256x256 samples directly from CAN (no cherry picking) with fixed classification network trained on WikiArt

An implementation of CAN: Creative Adversarial Networks, Generating "Art" by Learning About Styles and Deviating from Style Norms with a variation that improves sample variance and quality significantly.

Repo based on DCGAN-tensorflow.

Getting the Dataset

We used the wikiart dataset available here. Using the dataset is subject to wikiart's terms of use

mkdir data
cd data
wget http://www.cs-chan.com/source/ICIP2017/wikiart.zip
unzip wikiart.zip

Getting pretrained models

We uploaded all of our models to this google drive folder

Training a CAN model from scratch (architecture used in the paper)

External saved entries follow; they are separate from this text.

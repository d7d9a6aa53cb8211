// SPDX-License-Identifier: Apache-2.0 OR MIT
// Copyright (c) 2025-2026 naskel.com

//! Pluggable serialization modes behind one stream surface.
//!
//! Three interchangeable backends, selected by name at construction:
//!
//! | mode    | carries                                | state             |
//! |---------|----------------------------------------|-------------------|
//! | `graph` | objects, strings, primitives, arrays   | handles + types   |
//! | `data`  | primitives and arrays only             | typed buffers     |
//! | `byte`  | raw bytes and byte arrays only         | none              |
//!
//! A call outside the selected mode's vocabulary fails with
//! [`Error::Unsupported`] and leaves the stream state untouched. Mode is a
//! construction-time choice, never a per-call option.

use std::rc::Rc;
use std::sync::Arc;

use crate::batch::{BunchReader, BunchWriter};
use crate::channel::{Accumulator, Dissipator};
use crate::config::StreamConfig;
use crate::error::{Error, Result};
use crate::graph::{GraphReader, GraphWriter, NodeRef, Replacer};
use crate::plan::TypeDirectory;

/// Serialization backend selector.
#[derive(Debug, Clone, Copy, PartialEq, Eq)]
pub enum Mode {
    /// Full graph-aware serialization (handles, types, cycles).
    Graph,
    /// Primitives and arrays only; no object traffic, no tables.
    Data,
    /// Raw byte pass-through, the escape hatch.
    Byte,
}

impl Mode {
    /// Wire-up name of this mode.
    pub fn name(self) -> &'static str {
        match self {
            Mode::Graph => "graph",
            Mode::Data => "data",
            Mode::Byte => "byte",
        }
    }

    /// Mode for a configuration name.
    pub fn from_name(name: &str) -> Option<Mode> {
        match name {
            "graph" => Some(Mode::Graph),
            "data" => Some(Mode::Data),
            "byte" => Some(Mode::Byte),
            _ => None,
        }
    }
}

/// Raw byte pass-through writer. Bytes go straight to the accumulator
/// with no bunch framing at all.
pub struct ByteWriter {
    out: Box<dyn Accumulator>,
}

impl ByteWriter {
    pub fn new(out: Box<dyn Accumulator>) -> Self {
        ByteWriter { out }
    }

    pub fn write_u8(&mut self, v: u8) -> Result<()> {
        self.out.write_u8(v)
    }

    pub fn write_u8_slice(&mut self, v: &[u8]) -> Result<()> {
        self.out.write_u8_array(v)
    }

    pub fn flush(&mut self) -> Result<()> {
        self.out.flush()
    }

    pub fn close(&mut self) -> Result<()> {
        self.out.close()
    }

    pub fn bytes_written(&self) -> u64 {
        self.out.bytes_written()
    }
}

/// Raw byte pass-through reader.
pub struct ByteReader {
    inp: Box<dyn Dissipator>,
}

impl ByteReader {
    pub fn new(inp: Box<dyn Dissipator>) -> Self {
        ByteReader { inp }
    }

    pub fn read_u8(&mut self) -> Result<u8> {
        self.inp.read_u8()
    }

    pub fn read_u8_slice(&mut self, dst: &mut [u8]) -> Result<()> {
        self.inp.read_u8_array(dst)
    }

    pub fn available(&self) -> usize {
        self.inp.available()
    }

    pub fn close(&mut self) -> Result<()> {
        self.inp.close()
    }

    pub fn bytes_read(&self) -> u64 {
        self.inp.bytes_read()
    }
}

/// Generate mode-dispatched scalar writes (graph + data, not byte)
macro_rules! impl_stream_write {
    ($($name:ident($type:ty)),* $(,)?) => {
        $(
            pub fn $name(&mut self, v: $type) -> Result<()> {
                match self {
                    StreamWriter::Graph(w) => w.$name(v),
                    StreamWriter::Data(w) => w.$name(v),
                    StreamWriter::Byte(_) => Err(Error::Unsupported {
                        mode: "byte",
                        operation: stringify!($name),
                    }),
                }
            }
        )*
    };
}

/// Generate mode-dispatched array writes. Graph mode frames the array with
/// a type id and length; data mode sends the bare elements and the caller
/// owns the length, per the dissipator contract.
macro_rules! impl_stream_write_array {
    ($($name:ident / $graph:ident / $slice:ident ($type:ty)),* $(,)?) => {
        $(
            pub fn $name(&mut self, v: &[$type]) -> Result<()> {
                match self {
                    StreamWriter::Graph(w) => w.$graph(v),
                    StreamWriter::Data(w) => w.$slice(v),
                    StreamWriter::Byte(_) => Err(Error::Unsupported {
                        mode: "byte",
                        operation: stringify!($name),
                    }),
                }
            }
        )*
    };
}

/// A writer in one of the three modes.
pub enum StreamWriter {
    Graph(GraphWriter),
    Data(BunchWriter),
    Byte(ByteWriter),
}

impl StreamWriter {
    /// Writer for an explicit mode.
    pub fn for_mode(mode: Mode, out: Box<dyn Accumulator>, cfg: StreamConfig) -> Self {
        match mode {
            Mode::Graph => StreamWriter::Graph(GraphWriter::new(out, cfg)),
            Mode::Data => StreamWriter::Data(BunchWriter::new(out, cfg)),
            Mode::Byte => StreamWriter::Byte(ByteWriter::new(out)),
        }
    }

    /// Writer for a mode name, as carried in connection setup.
    pub fn by_name(name: &str, out: Box<dyn Accumulator>, cfg: StreamConfig) -> Result<Self> {
        let mode = Mode::from_name(name)
            .ok_or_else(|| Error::Config(format!("unknown serialization mode {name:?}")))?;
        Ok(Self::for_mode(mode, out, cfg))
    }

    /// Mode this writer was built in.
    pub fn mode(&self) -> Mode {
        match self {
            StreamWriter::Graph(_) => Mode::Graph,
            StreamWriter::Data(_) => Mode::Data,
            StreamWriter::Byte(_) => Mode::Byte,
        }
    }

    /// Bytes are the one vocabulary all three modes share.
    pub fn write_u8(&mut self, v: u8) -> Result<()> {
        match self {
            StreamWriter::Graph(w) => w.write_u8(v),
            StreamWriter::Data(w) => w.write_u8(v),
            StreamWriter::Byte(w) => w.write_u8(v),
        }
    }

    impl_stream_write!(
        write_bool(bool),
        write_i8(i8),
        write_u16(u16),
        write_i16(i16),
        write_i32(i32),
        write_u32(u32),
        write_i64(i64),
        write_u64(u64),
        write_f32(f32),
        write_f64(f64),
        write_char(char),
    );

    /// Inline UTF-8 string (graph and data modes).
    pub fn write_utf(&mut self, v: Option<&str>) -> Result<()> {
        match self {
            StreamWriter::Graph(w) => w.write_utf(v),
            StreamWriter::Data(w) => w.write_utf(v),
            StreamWriter::Byte(_) => Err(Error::Unsupported {
                mode: "byte",
                operation: "write_utf",
            }),
        }
    }

    /// Byte arrays pass through in every mode; framing differs per mode.
    pub fn write_u8_array(&mut self, v: &[u8]) -> Result<()> {
        match self {
            StreamWriter::Graph(w) => w.write_u8_array(v),
            StreamWriter::Data(w) => w.write_u8_slice(v),
            StreamWriter::Byte(w) => w.write_u8_slice(v),
        }
    }

    impl_stream_write_array!(
        write_bool_array / write_bool_array / write_bool_slice(bool),
        write_u16_array / write_u16_array / write_u16_slice(u16),
        write_i16_array / write_i16_array / write_i16_slice(i16),
        write_i32_array / write_i32_array / write_i32_slice(i32),
        write_i64_array / write_i64_array / write_i64_slice(i64),
        write_f32_array / write_f32_array / write_f32_slice(f32),
        write_f64_array / write_f64_array / write_f64_slice(f64),
    );

    /// Object graph write; graph mode only.
    pub fn write_node(&mut self, node: Option<&NodeRef>) -> Result<()> {
        match self {
            StreamWriter::Graph(w) => w.write_node(node),
            other => Err(Error::Unsupported {
                mode: other.mode().name(),
                operation: "write_node",
            }),
        }
    }

    /// Identity-shared string write; graph mode only.
    pub fn write_shared_str(&mut self, s: Option<&Rc<str>>) -> Result<()> {
        match self {
            StreamWriter::Graph(w) => w.write_shared_str(s),
            other => Err(Error::Unsupported {
                mode: other.mode().name(),
                operation: "write_shared_str",
            }),
        }
    }

    /// Stream-level replacement hook; graph mode only.
    pub fn set_replacer(&mut self, replacer: Box<dyn Replacer>) -> Result<()> {
        match self {
            StreamWriter::Graph(w) => {
                w.set_replacer(replacer);
                Ok(())
            }
            other => Err(Error::Unsupported {
                mode: other.mode().name(),
                operation: "set_replacer",
            }),
        }
    }

    /// Epoch reset. A no-op in the stateless modes.
    pub fn reset(&mut self) {
        if let StreamWriter::Graph(w) = self {
            w.reset();
        }
    }

    pub fn flush(&mut self) -> Result<()> {
        match self {
            StreamWriter::Graph(w) => w.flush(),
            StreamWriter::Data(w) => w.flush(),
            StreamWriter::Byte(w) => w.flush(),
        }
    }

    pub fn close(&mut self) -> Result<()> {
        match self {
            StreamWriter::Graph(w) => w.close(),
            StreamWriter::Data(w) => w.close(),
            StreamWriter::Byte(w) => w.close(),
        }
    }

    pub fn bytes_written(&self) -> u64 {
        match self {
            StreamWriter::Graph(w) => w.bytes_written(),
            StreamWriter::Data(w) => w.bytes_written(),
            StreamWriter::Byte(w) => w.bytes_written(),
        }
    }
}

/// Generate mode-dispatched scalar reads (graph + data, not byte)
macro_rules! impl_stream_read {
    ($($name:ident -> $type:ty),* $(,)?) => {
        $(
            pub fn $name(&mut self) -> Result<$type> {
                match self {
                    StreamReader::Graph(r) => r.$name(),
                    StreamReader::Data(r) => r.$name(),
                    StreamReader::Byte(_) => Err(Error::Unsupported {
                        mode: "byte",
                        operation: stringify!($name),
                    }),
                }
            }
        )*
    };
}

/// Generate mode-dispatched array reads
macro_rules! impl_stream_read_array {
    ($($name:ident / $graph:ident / $slice:ident ($type:ty)),* $(,)?) => {
        $(
            pub fn $name(&mut self, dst: &mut [$type]) -> Result<()> {
                match self {
                    StreamReader::Graph(r) => r.$graph(dst),
                    StreamReader::Data(r) => r.$slice(dst),
                    StreamReader::Byte(_) => Err(Error::Unsupported {
                        mode: "byte",
                        operation: stringify!($name),
                    }),
                }
            }
        )*
    };
}

/// A reader in one of the three modes.
pub enum StreamReader {
    Graph(GraphReader),
    Data(BunchReader),
    Byte(ByteReader),
}

impl StreamReader {
    /// Reader for an explicit mode. The directory is consulted by graph
    /// mode only.
    pub fn for_mode(
        mode: Mode,
        inp: Box<dyn Dissipator>,
        cfg: StreamConfig,
        directory: Arc<TypeDirectory>,
    ) -> Self {
        match mode {
            Mode::Graph => StreamReader::Graph(GraphReader::new(inp, cfg, directory)),
            Mode::Data => StreamReader::Data(BunchReader::new(inp, cfg)),
            Mode::Byte => StreamReader::Byte(ByteReader::new(inp)),
        }
    }

    /// Reader for a mode name.
    pub fn by_name(
        name: &str,
        inp: Box<dyn Dissipator>,
        cfg: StreamConfig,
        directory: Arc<TypeDirectory>,
    ) -> Result<Self> {
        let mode = Mode::from_name(name)
            .ok_or_else(|| Error::Config(format!("unknown serialization mode {name:?}")))?;
        Ok(Self::for_mode(mode, inp, cfg, directory))
    }

    /// Mode this reader was built in.
    pub fn mode(&self) -> Mode {
        match self {
            StreamReader::Graph(_) => Mode::Graph,
            StreamReader::Data(_) => Mode::Data,
            StreamReader::Byte(_) => Mode::Byte,
        }
    }

    /// Bytes are the one vocabulary all three modes share.
    pub fn read_u8(&mut self) -> Result<u8> {
        match self {
            StreamReader::Graph(r) => r.read_u8(),
            StreamReader::Data(r) => r.read_u8(),
            StreamReader::Byte(r) => r.read_u8(),
        }
    }

    impl_stream_read!(
        read_bool -> bool,
        read_i8 -> i8,
        read_u16 -> u16,
        read_i16 -> i16,
        read_i32 -> i32,
        read_u32 -> u32,
        read_i64 -> i64,
        read_u64 -> u64,
        read_f32 -> f32,
        read_f64 -> f64,
        read_char -> char,
    );

    /// Inline UTF-8 string (graph and data modes).
    pub fn read_utf(&mut self) -> Result<Option<String>> {
        match self {
            StreamReader::Graph(r) => r.read_utf(),
            StreamReader::Data(r) => r.read_utf(),
            StreamReader::Byte(_) => Err(Error::Unsupported {
                mode: "byte",
                operation: "read_utf",
            }),
        }
    }

    /// Byte arrays pass through in every mode.
    pub fn read_u8_array(&mut self, dst: &mut [u8]) -> Result<()> {
        match self {
            StreamReader::Graph(r) => r.read_u8_array(dst),
            StreamReader::Data(r) => r.read_u8_slice(dst),
            StreamReader::Byte(r) => r.read_u8_slice(dst),
        }
    }

    impl_stream_read_array!(
        read_bool_array / read_bool_array / read_bool_slice(bool),
        read_u16_array / read_u16_array / read_u16_slice(u16),
        read_i16_array / read_i16_array / read_i16_slice(i16),
        read_i32_array / read_i32_array / read_i32_slice(i32),
        read_i64_array / read_i64_array / read_i64_slice(i64),
        read_f32_array / read_f32_array / read_f32_slice(f32),
        read_f64_array / read_f64_array / read_f64_slice(f64),
    );

    /// Object graph read; graph mode only.
    pub fn read_node(&mut self) -> Result<Option<NodeRef>> {
        match self {
            StreamReader::Graph(r) => r.read_node(),
            other => Err(Error::Unsupported {
                mode: other.mode().name(),
                operation: "read_node",
            }),
        }
    }

    /// Identity-shared string read; graph mode only.
    pub fn read_shared_str(&mut self) -> Result<Option<Rc<str>>> {
        match self {
            StreamReader::Graph(r) => r.read_shared_str(),
            other => Err(Error::Unsupported {
                mode: other.mode().name(),
                operation: "read_shared_str",
            }),
        }
    }

    pub fn available(&self) -> usize {
        match self {
            StreamReader::Graph(r) => r.available(),
            StreamReader::Data(r) => r.available(),
            StreamReader::Byte(r) => r.available(),
        }
    }

    pub fn close(&mut self) -> Result<()> {
        match self {
            StreamReader::Graph(r) => r.close(),
            StreamReader::Data(r) => r.close(),
            StreamReader::Byte(r) => r.close(),
        }
    }

    pub fn bytes_read(&self) -> u64 {
        match self {
            StreamReader::Graph(r) => r.bytes_read(),
            StreamReader::Data(r) => r.bytes_read(),
            StreamReader::Byte(r) => r.bytes_read(),
        }
    }
}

bash experiments/train_can_paper.sh # must run from the root directory of the project

Evaluating an existing CAN model

# make sure that load_dir acts correctly
bash experiments/eval_can_paper.sh

External Style Classification network

We ran an experiment where we trained an inception resnet to classify style (60% accuracy) and then used this for the style classification loss, removing the need to learn the layers in the discriminator. We hold the style classification network constant, so the style distribution doesn't change as the generator improves. We found that this improved the quality and diversity of our samples.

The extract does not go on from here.